Quantum Random Walks on UHF algebras
In the Ph. D. thesis (S-2005), the problem of obtaining Evans-Hudson dilation for strongly continuous quantum dynamical semigroups on
uniformly hyperfinite C*-algebras is investigated and answered partialy. Here we will present the path followed in the last part of
the thesis. Following the work of Lindsay and Parthasarathy (LP-1988) and Attal and Pautrat (AP-2002), the idea is to construct Evans-Hudson flows as a limit of *-homomorphic families parametrize by partitions of positive real line, using toy Fock space language.
These families of *-homomorphisms are called quantum random walks.

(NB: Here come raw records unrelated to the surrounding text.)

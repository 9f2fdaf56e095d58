use std::fmt;

use thiserror::Error;

use crate::support::constraint::ConstraintError;

/// Errors that reject an evaluation before any output is produced.
///
/// A batch stops at the first node that fails validation.
#[derive(Debug, Clone, Copy, PartialEq, Eq, Error)]
pub enum ConfigurationError {
    /// The blade count cannot select a chart family.
    #[error("a propeller needs at least 2 blades, got {num_blades}")]
    TooFewBlades {
        /// Configured blade count.
        num_blades: u32,
    },

    /// An input violates its physical bounds.
    #[error("invalid {parameter}")]
    InvalidParameter {
        /// The offending input.
        parameter: Parameter,

        /// The violated bound.
        #[source]
        source: ConstraintError,
    },

    /// Computed installation loss needs the nacelle diameter.
    #[error("computed installation loss requires a nacelle diameter")]
    MissingNacelleDiameter,

    /// Supplied installation loss mode found a node without a loss factor.
    #[error("supplied installation loss mode requires a loss factor at node {node}")]
    MissingInstallationLossFactor {
        /// Index of the node within the batch.
        node: usize,
    },
}

/// Inputs checked at the evaluation boundary.
#[derive(Debug, Clone, Copy, PartialEq, Eq, Hash)]
pub enum Parameter {
    Diameter,
    ActivityFactor,
    IntegratedLiftCoefficient,
    NacelleDiameter,
    MaxTipSpeed,
    Velocity,
    Density,
    Temperature,
    Mach,
    TipSpeed,
    ShaftPower,
    PercentCorrectedRpm,
}

impl fmt::Display for Parameter {
    fn fmt(&self, f: &mut fmt::Formatter<'_>) -> fmt::Result {
        let name = match self {
            Self::Diameter => "diameter",
            Self::ActivityFactor => "activity factor",
            Self::IntegratedLiftCoefficient => "integrated lift coefficient",
            Self::NacelleDiameter => "nacelle diameter",
            Self::MaxTipSpeed => "maximum tip speed",
            Self::Velocity => "velocity",
            Self::Density => "density",
            Self::Temperature => "temperature",
            Self::Mach => "Mach number",
            Self::TipSpeed => "tip speed",
            Self::ShaftPower => "shaft power",
            Self::PercentCorrectedRpm => "percent corrected rpm",
        };
        f.write_str(name)
    }
}
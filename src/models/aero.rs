//! Aerodynamic models.
//!
//! This module contains models for aircraft propulsors and related components.

pub mod propeller;
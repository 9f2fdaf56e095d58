use std::cmp::Ordering;

use num_traits::Zero;

use super::{Constrained, Constraint, ConstraintError};

/// Values greater than zero.
///
/// Works with plain numbers and with `uom` quantities.
///
/// ```
/// use twine_propeller::support::constraint::StrictlyPositive;
/// use uom::si::{f64::Velocity, velocity::foot_per_second};
///
/// let tip_speed = StrictlyPositive::new(Velocity::new::<foot_per_second>(800.0)).unwrap();
/// assert!(tip_speed.into_inner().get::<foot_per_second>() > 799.0);
///
/// assert!(StrictlyPositive::new(0.0).is_err());
/// assert!(StrictlyPositive::new(f64::NAN).is_err());
/// ```
#[derive(Debug, Clone, Copy, PartialEq, Eq, PartialOrd, Ord)]
pub struct StrictlyPositive;

impl StrictlyPositive {
    /// Builds a [`Constrained<T, StrictlyPositive>`].
    ///
    /// # Errors
    ///
    /// Returns an error if the value is zero, negative or `NaN`.
    pub fn new<T: PartialOrd + Zero>(
        value: T,
    ) -> Result<Constrained<T, StrictlyPositive>, ConstraintError> {
        Constrained::new(value)
    }
}

impl<T: PartialOrd + Zero> Constraint<T> for StrictlyPositive {
    fn check(value: &T) -> Result<(), ConstraintError> {
        match value.partial_cmp(&T::zero()) {
            Some(Ordering::Greater) => Ok(()),
            Some(Ordering::Equal) => Err(ConstraintError::Zero),
            Some(Ordering::Less) => Err(ConstraintError::Negative),
            None => Err(ConstraintError::NotANumber),
        }
    }
}

#[cfg(test)]
mod tests {
    use super::*;

    use uom::si::{f64::Length, length::foot};

    #[test]
    fn floats() {
        assert!(StrictlyPositive::new(1e-9).is_ok());
        assert_eq!(StrictlyPositive::new(0.0), Err(ConstraintError::Zero));
        assert_eq!(StrictlyPositive::new(-3.0), Err(ConstraintError::Negative));
        assert_eq!(StrictlyPositive::new(f64::NAN), Err(ConstraintError::NotANumber));
    }

    #[test]
    fn diameters() {
        let diameter = StrictlyPositive::new(Length::new::<foot>(10.5)).unwrap();
        assert_eq!(diameter.as_ref(), &Length::new::<foot>(10.5));

        assert!(StrictlyPositive::new(Length::new::<foot>(0.0)).is_err());
    }
}
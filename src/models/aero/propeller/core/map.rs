//! Blade angle and thrust coefficient from the blade-angle charts.
//!
//! Each blade family is tabulated at a handful of advance ratios. At every
//! station the stencil needs, the corrected power coefficient is located on
//! the station's power curve to find the blade angle, and the thrust curve is
//! read at that angle. The station results are then interpolated to the
//! actual advance ratio, and across blade counts when the count has no family
//! of its own.
//!
//! Below the zero-thrust blade angle the charts read a negative thrust
//! coefficient. The reading is floored at zero and reported as a degeneracy.

use crate::support::{
    dual::Scalar,
    interp::{Curve, Stencil},
};

use super::{
    ChartTable, Degeneracy, Diagnostics,
    tables::{
        ACTIVITY_FACTOR, ADVANCE_RATIOS, BLADE_COUNTS, BladeFamily, FAMILIES, LIFT_POWER,
        LIFT_THRUST, Station,
    },
};

/// Advance ratio below which the thrust activity factor correction is blended.
const STATIC_BRANCH_END: f64 = 0.5;

/// Normalized inputs to the blade-angle charts.
#[derive(Debug, Clone, Copy)]
pub(crate) struct MapQuery<S> {
    pub(crate) advance_ratio: S,
    pub(crate) power_coefficient: S,
    pub(crate) activity_factor: S,
    pub(crate) lift_coefficient: S,
}

/// Chart readings at one operating point.
#[derive(Debug, Clone, Copy)]
pub(crate) struct MapPoint<S> {
    /// Degrees at three-quarter span.
    pub(crate) blade_angle: S,
    pub(crate) thrust_coefficient: S,
}

impl<S: Scalar> MapPoint<S> {
    fn zero() -> Self {
        Self {
            blade_angle: S::zero(),
            thrust_coefficient: S::zero(),
        }
    }

    fn accumulate(self, other: Self, weight: S) -> Self {
        Self {
            blade_angle: self.blade_angle + weight * other.blade_angle,
            thrust_coefficient: self.thrust_coefficient + weight * other.thrust_coefficient,
        }
    }
}

/// Activity factor multipliers read for one query.
#[derive(Debug, Clone, Copy)]
struct ActivityFactor<S> {
    power_static: S,
    power_dynamic: S,
    thrust_static: S,
    thrust_dynamic: S,
}

impl<S: Scalar> ActivityFactor<S> {
    fn read(activity_factor: S, diagnostics: &mut Diagnostics) -> Self {
        let mut read = |curve: &Curve<'_>| {
            diagnostics.record(ChartTable::ActivityFactor, curve.eval(activity_factor))
        };
        Self {
            power_static: read(&ACTIVITY_FACTOR.power_static),
            power_dynamic: read(&ACTIVITY_FACTOR.power_dynamic),
            thrust_static: read(&ACTIVITY_FACTOR.thrust_static),
            thrust_dynamic: read(&ACTIVITY_FACTOR.thrust_dynamic),
        }
    }

    /// Power multiplier for the station at `index`.
    fn power(&self, index: usize) -> S {
        if index == 0 {
            self.power_static
        } else {
            self.power_dynamic
        }
    }

    /// Thrust multiplier, moving from the static row to the dynamic row as the
    /// advance ratio goes from zero to [`STATIC_BRANCH_END`].
    fn thrust(&self, advance_ratio: S) -> S {
        if advance_ratio.re() <= STATIC_BRANCH_END {
            self.thrust_static
                + advance_ratio * (self.thrust_dynamic - self.thrust_static) / STATIC_BRANCH_END
        } else {
            self.thrust_dynamic
        }
    }
}

/// Reads blade angle and thrust coefficient for `num_blades`.
///
/// Even counts up to eight read their own family. Other counts interpolate
/// across the tabulated families; counts above eight are clamped to the
/// eight-blade family and flagged.
pub(crate) fn interpolate<S: Scalar>(
    num_blades: u32,
    query: &MapQuery<S>,
    diagnostics: &mut Diagnostics,
) -> MapPoint<S> {
    let point = read_blades(num_blades, query, diagnostics);
    if point.thrust_coefficient.re() < 0.0 {
        diagnostics.degenerate(Degeneracy::NegativeThrustCoefficient);
        return MapPoint {
            thrust_coefficient: S::zero(),
            ..point
        };
    }
    point
}

fn read_blades<S: Scalar>(
    num_blades: u32,
    query: &MapQuery<S>,
    diagnostics: &mut Diagnostics,
) -> MapPoint<S> {
    let activity = ActivityFactor::read(query.activity_factor, diagnostics);

    if let Some(family) = FAMILIES.iter().find(|family| family.blades == num_blades) {
        return read_family(family, query, &activity, diagnostics);
    }

    let stencil = Stencil::locate(&BLADE_COUNTS, S::constant(f64::from(num_blades)));
    diagnostics.flag(ChartTable::BladeCount, stencil.extrapolation());
    stencil
        .weighted()
        .fold(MapPoint::zero(), |point, (index, weight)| {
            let family = read_family(FAMILIES[index], query, &activity, diagnostics);
            point.accumulate(family, weight)
        })
}

fn read_family<S: Scalar>(
    family: &BladeFamily,
    query: &MapQuery<S>,
    activity: &ActivityFactor<S>,
    diagnostics: &mut Diagnostics,
) -> MapPoint<S> {
    let stencil = Stencil::locate(&ADVANCE_RATIOS, query.advance_ratio);
    diagnostics.flag(ChartTable::AdvanceRatio, stencil.extrapolation());

    let point = stencil
        .weighted()
        .fold(MapPoint::zero(), |point, (index, weight)| {
            let power_coefficient = query.power_coefficient * activity.power(index);
            let mut station_diagnostics = Diagnostics::default();
            let station = read_station(
                &family.stations[index],
                power_coefficient,
                query.lift_coefficient,
                &mut station_diagnostics,
            );
            // Stations that only carry slope at an exact node do not report.
            if weight.re() != 0.0 {
                diagnostics.merge(station_diagnostics);
            }
            point.accumulate(station, weight)
        });

    MapPoint {
        thrust_coefficient: point.thrust_coefficient * activity.thrust(query.advance_ratio),
        ..point
    }
}

fn read_station<S: Scalar>(
    station: &Station,
    power_coefficient: S,
    lift_coefficient: S,
    diagnostics: &mut Diagnostics,
) -> MapPoint<S> {
    let lift_power = diagnostics.record(
        ChartTable::LiftPowerCorrection,
        LIFT_POWER.eval(lift_coefficient, power_coefficient),
    );
    let blade_angle = diagnostics.record(
        ChartTable::BladeAngle,
        station.power.inverse(power_coefficient * lift_power),
    );

    // The angle came from this station's own grid, so it never clamps here.
    let thrust = station.thrust.eval(blade_angle).value;
    let lift_thrust = diagnostics.record(
        ChartTable::LiftThrustCorrection,
        LIFT_THRUST.eval(lift_coefficient, thrust),
    );

    MapPoint {
        blade_angle,
        thrust_coefficient: thrust * lift_thrust,
    }
}

#[cfg(test)]
mod tests {
    use super::*;

    use approx::assert_relative_eq;

    use crate::models::aero::propeller::core::{
        Diagnostic, DomainWarning, tables::ADVANCE_RATIOS as STATIONS,
    };
    use crate::support::interp::Extrapolation;

    fn query(advance_ratio: f64, power_coefficient: f64) -> MapQuery<f64> {
        MapQuery {
            advance_ratio,
            power_coefficient,
            activity_factor: 150.0,
            lift_coefficient: 0.5,
        }
    }

    #[test]
    fn reference_blade_reads_station_nodes() {
        // At AF 150 and CLi 0.5 every correction is one, so a node of the
        // four-blade chart comes back unchanged.
        let station = &FAMILIES[1].stations[2];
        let angle = station.power.grid()[8];
        let power = station.power.values()[8];
        let thrust = station.thrust.values()[8];

        let mut diagnostics = Diagnostics::default();
        let point = interpolate(4, &query(STATIONS[2], power), &mut diagnostics);

        assert_relative_eq!(point.blade_angle, angle, epsilon = 1e-9);
        assert_relative_eq!(point.thrust_coefficient, thrust, epsilon = 1e-9);
        assert!(diagnostics.into_vec().is_empty());
    }

    #[test]
    fn blade_angle_rises_with_power() {
        let mut diagnostics = Diagnostics::default();
        let mut previous = 0.0;
        for power in [0.05, 0.1, 0.15, 0.2, 0.3] {
            let point = interpolate(4, &query(1.2, power), &mut diagnostics);
            assert!(point.blade_angle > previous);
            previous = point.blade_angle;
        }
    }

    #[test]
    fn odd_blade_count_lies_between_families() {
        let mut diagnostics = Diagnostics::default();
        let q = query(1.0, 0.15);
        let two = interpolate(2, &q, &mut diagnostics);
        let three = interpolate(3, &q, &mut diagnostics);
        let four = interpolate(4, &q, &mut diagnostics);

        assert!(three.blade_angle < two.blade_angle);
        assert!(three.blade_angle > four.blade_angle);
    }

    #[test]
    fn many_blades_use_eight_blade_family() {
        let q = query(1.0, 0.15);
        let mut diagnostics = Diagnostics::default();
        let eight = interpolate(8, &q, &mut Diagnostics::default());
        let ten = interpolate(10, &q, &mut diagnostics);

        assert_relative_eq!(ten.blade_angle, eight.blade_angle);
        assert_relative_eq!(ten.thrust_coefficient, eight.thrust_coefficient);
        assert_eq!(
            diagnostics.into_vec(),
            vec![Diagnostic::Domain(DomainWarning {
                table: ChartTable::BladeCount,
                extrapolation: Extrapolation::Above,
            })]
        );
    }

    #[test]
    fn thrust_coefficient_is_never_negative() {
        for num_blades in [2, 3, 4, 6, 8] {
            for &advance_ratio in &STATIONS {
                let mut diagnostics = Diagnostics::default();
                let point = interpolate(num_blades, &query(advance_ratio, 0.0), &mut diagnostics);
                assert!(point.thrust_coefficient >= 0.0);

                let floored = diagnostics
                    .into_vec()
                    .contains(&Diagnostic::Degeneracy(Degeneracy::NegativeThrustCoefficient));
                assert_eq!(floored, point.thrust_coefficient == 0.0);
            }
        }
    }

    #[test]
    fn static_branch_blends_thrust_correction() {
        let activity = ActivityFactor {
            power_static: 1.0,
            power_dynamic: 1.0,
            thrust_static: 0.8,
            thrust_dynamic: 0.9,
        };
        assert_relative_eq!(activity.thrust(0.0), 0.8);
        assert_relative_eq!(activity.thrust(0.25), 0.85);
        assert_relative_eq!(activity.thrust(0.5), 0.9);
        assert_relative_eq!(activity.thrust(2.0), 0.9);
    }
}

For a class of quantum dynamical semigroup, starting from the unbounded generator, we have
constructed quantum random walks and proved that as the width of the partitions goes to zero the quantum random walks converges weakly and
the limit satisfies a quantum stochastic differential equation. As weak limit of
*-homomorphisms the limit is a completely positive flow but strong conergence of the quantumm random walks is not yet proved and homomorohic property of the limit is unknown.
[AP-2002] Attal S. ; Pautrat, Y. : From repeated to continuous quantum interactions, xxx.lanl.gov/math-ph/0311002.